Неожиданное слово «патетический» (в тройной и поэтому иронической аллитерации) заключает прекрасную семантическую амбивалентность греческого языка: это слово соединяет страсть и страдание, связанные и другими коннотациями именно чувственного порядка, граничащие с эротическим качеством: волнением, возбуждением, восторгом (см. ниже слова Э. Левинаса о «патетическом»). Но в первоначальном русском значении это слово означает «подъем», подчеркивая именно путь к вершине и возвышенное качество в эротическом (см. мои рассуждения об экстазе в предыдущей главе этой книги и далее).

В топосе порочной женщины важнейшую роль занимает Елена, спутница Симона мага.
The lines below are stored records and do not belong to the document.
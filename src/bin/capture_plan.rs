// gm-content-tools/src/bin/capture_plan.rs

use anyhow::{Context, Result};
use chrono::Utc;
use clap::Parser;
use gm_content_tools::{capture_plan, init_tracing, CommandTemplate, ConfigManager, ScenarioId, WriteOutcome};
use std::path::PathBuf;

#[derive(Parser)]
#[command(name = "capture-plan", version, about = "Generate automated perf capture plans.")]
struct Args {
    /// Limit capture generation to the specified preset(s). Can be repeated.
    #[arg(long = "preset", value_enum)]
    presets: Vec<ScenarioId>,
    /// Optional path to save the capture plan JSON.
    #[arg(long)]
    output: Option<PathBuf>,
    /// Print plan information without writing files.
    #[arg(long)]
    dry_run: bool,
}

fn main() -> Result<()> {
    init_tracing("warn");
    let args = Args::parse();
    let cfg = ConfigManager::discover().context("resolve repository root")?;
    let template = CommandTemplate::from_config(&cfg);

    let (plan, written) = capture_plan::generate(&args.presets, args.output.as_deref(), args.dry_run, Utc::now(), &template)
        .context("generate capture plan")?;
    match written {
        Some(WriteOutcome::DryRun(path)) => println!("[dry-run] Would write plan to {}", path.display()),
        Some(WriteOutcome::Written(path)) => println!("Wrote perf capture plan to {}", path.display()),
        None => {}
    }

    println!("Perf capture plan: {}", plan.summary());
    println!("{}", plan.to_json_pretty()?);
    Ok(())
}
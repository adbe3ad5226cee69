// gm-content-tools/src/scenarios.rs

use clap::ValueEnum;
use std::{fmt, str::FromStr};

/// Known perf capture scenarios. The command line spells them in snake_case.
#[derive(Clone, Copy, Debug, PartialEq, Eq, PartialOrd, Ord, Hash, ValueEnum)]
#[value(rename_all = "snake_case")]
pub enum ScenarioId {
    DuskClear,
    StormyMidday,
    SunnyMidday,
}

impl ScenarioId {
    /// Lexical order by name.
    pub const ALL: [ScenarioId; 3] = [Self::DuskClear, Self::StormyMidday, Self::SunnyMidday];

    pub fn as_str(&self) -> &'static str {
        match self {
            Self::DuskClear => "dusk_clear",
            Self::StormyMidday => "stormy_midday",
            Self::SunnyMidday => "sunny_midday",
        }
    }

    pub fn def(&self) -> &'static ScenarioDef {
        match self {
            Self::DuskClear => &DUSK_CLEAR,
            Self::StormyMidday => &STORMY_MIDDAY,
            Self::SunnyMidday => &SUNNY_MIDDAY,
        }
    }
}

impl fmt::Display for ScenarioId {
    fn fmt(&self, f: &mut fmt::Formatter<'_>) -> fmt::Result { f.write_str(self.as_str()) }
}

#[derive(Debug, thiserror::Error)]
#[error("unknown scenario '{0}'")]
pub struct UnknownScenario(pub String);

impl FromStr for ScenarioId {
    type Err = UnknownScenario;
    fn from_str(s: &str) -> Result<Self, Self::Err> {
        Self::ALL.into_iter().find(|id| id.as_str() == s).ok_or_else(|| UnknownScenario(s.into()))
    }
}

/// Hand-authored capture scenario.
#[derive(Debug, PartialEq, Eq)]
pub struct ScenarioDef {
    /// Value passed to the game's `--perf-capture` flag.
    pub profiling_preset: &'static str,
    pub duration_seconds: u32,
    pub capture_types: &'static [&'static str],
    pub description: &'static str,
    pub notes: &'static [&'static str],
}

static SUNNY_MIDDAY: ScenarioDef = ScenarioDef {
    profiling_preset: "sunny",
    duration_seconds: 120,
    capture_types: &["reflection", "light_probe"],
    description: "Baseline clear-sky midday reference",
    notes: &[
        "Verifies outdoor shading stability with minimal fog/rain.",
        "Expected GPU frame time under 16.7ms on reference hardware.",
    ],
};

static STORMY_MIDDAY: ScenarioDef = ScenarioDef {
    profiling_preset: "stormy",
    duration_seconds: 150,
    capture_types: &["reflection", "light_probe"],
    description: "Heavy rain & wet materials stress scenario",
    notes: &[
        "Collects probes during maximum precipitation/wetness.",
        "Ensure weather particles and fog remain enabled.",
    ],
};

static DUSK_CLEAR: ScenarioDef = ScenarioDef {
    profiling_preset: "dusk",
    duration_seconds: 140,
    capture_types: &["reflection"],
    description: "Golden-hour lighting & long shadows",
    notes: &[
        "Targets sun elevation ~15° for long shadow coverage.",
        "Useful for verifying cascaded shadow transitions.",
    ],
};
//! Gamma curve used to space plane durations.
//!
//! Plane thresholds are fractions of the lit budget raised to [`GAMMA`]
//! and quantised to Q10 (1024 = the whole budget).

/// Gamma exponent applied to the plane fractions.
///
/// Changing it reshapes every timing plan.
pub const GAMMA: f32 = 1.8;

/// Q10 representation of 1.0
pub const Q10_ONE: u32 = 1024;

/// Largest Q10 brightness level, reached at global brightness 127
pub const MAX_BRIGHTNESS_Q10: u32 = brightness_q10(127);

/// Cumulative gamma fraction of `index / planes` in Q10.
///
/// The result is truncated, so `gamma_q10(i, n)` never exceeds the exact
/// value. Index 0 is always 0 and `index >= planes` is always [`Q10_ONE`].
#[allow(clippy::cast_precision_loss, clippy::cast_possible_truncation, clippy::cast_sign_loss)]
pub fn gamma_q10(index: usize, planes: usize) -> u32 {
    if index == 0 || planes == 0 {
        return 0;
    }
    if index >= planes {
        return Q10_ONE;
    }

    let fraction = index as f32 / planes as f32;
    (libm::powf(fraction, GAMMA) * Q10_ONE as f32) as u32
}

/// Global brightness (0-127) mapped to a Q10 scale factor.
///
/// The square gives a perceptually even brightness knob.
#[inline]
pub const fn brightness_q10(brightness: u8) -> u32 {
    let brightness = brightness as u32;
    (brightness * brightness + 8) / 16
}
Женские фигуры в мифе и ритуале, объединяющие эти два полюса, являются предшественницами Лолиты. Топос порочной блудницы в образе героини связан с коннотацией ритуальной проституции, коренящейся в культе Астарты. Гностическая легенда – вариант мифа о падшей Софии, которая видит в Елене даже «первую мысль божью», – утверждает, что Елена была Еленой Спартанской и прошла через ряд перевоплощений, пока не наступил час искупительной встречи с ее божественным отцом в лице Симона мага [Мифы народов мира 1982: 942; Аверинцев 2000; Grimel 1951] (и здесь перед нами мотив псевдоинцеста, столь важный в «Лолите»). Топос «святой проститутки» связан не только с актом инициации (ср., например, культ Исиды в Древнем Риме), но и с высоким значением эротики, которое выражено в крылатых (то есть взлетающих, связанных с небом) героях мифов – Психее, Эроте, Купидоне и даже нимфах (у Набокова, естественно, связанных и с бабочками).